# Brief:
Find all lines with the word "PCIMQKernel" in the material, then copy them.

# Data shown:
=== Begin Enclosure ===

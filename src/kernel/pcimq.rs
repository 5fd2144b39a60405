//! Pre-conditioned inverse multi-quadric kernel
use super::{squared_distance, DifferentiableKernel, Kernel};
use ndarray::{Array1, ArrayView1};
use serde::{Deserialize, Serialize};

/// The kernel `σ / sqrt(1 + |x - y|² / (2ℓ²))`
#[derive(Clone, Debug, Serialize, Deserialize)]
pub struct PCIMQKernel {
    /// Length scale ℓ
    pub length_scale: f64,
    /// Output scale σ
    pub output_scale: f64,
}

impl PCIMQKernel {
    /// Creates a [`PCIMQKernel`] with unit output scale.
    pub fn new(length_scale: f64) -> Self {
        PCIMQKernel {
            length_scale,
            output_scale: 1.0,
        }
    }

    /// Sets the output scale.
    pub fn with_output_scale(mut self, output_scale: f64) -> Self {
        self.output_scale = output_scale;
        self
    }

    fn base(&self, x: ArrayView1<f64>, y: ArrayView1<f64>) -> f64 {
        1.0 + 0.5 * squared_distance(x, y) / self.length_scale.powi(2)
    }
}

impl Kernel for PCIMQKernel {
    fn compute_elementwise(&self, x: ArrayView1<f64>, y: ArrayView1<f64>) -> f64 {
        self.output_scale / self.base(x, y).sqrt()
    }

    fn length_scale(&self) -> Option<f64> {
        Some(self.length_scale)
    }
}

impl DifferentiableKernel for PCIMQKernel {
    fn grad_x(&self, x: ArrayView1<f64>, y: ArrayView1<f64>) -> Array1<f64> {
        -self.grad_y(x, y)
    }

    fn grad_y(&self, x: ArrayView1<f64>, y: ArrayView1<f64>) -> Array1<f64> {
        let u = self.base(x, y);
        let scale = 0.5 * self.output_scale / self.length_scale.powi(2) * u.powf(-1.5);
        (&x - &y) * scale
    }

    fn divergence_x_grad_y(&self, x: ArrayView1<f64>, y: ArrayView1<f64>) -> f64 {
        let l2 = self.length_scale.powi(2);
        let d = x.len() as f64;
        let u = self.base(x, y);
        let r2 = squared_distance(x, y);
        self.output_scale * (0.5 * d / l2 * u.powf(-1.5) - 0.75 * r2 / (l2 * l2) * u.powf(-2.5))
    }
}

=== End Enclosure ===

# Written response:
pub struct PCIMQKernel {
impl PCIMQKernel {
    /// Creates a [`PCIMQKernel`] with unit output scale.
        PCIMQKernel {
impl Kernel for PCIMQKernel {
impl DifferentiableKernel for PCIMQKernel {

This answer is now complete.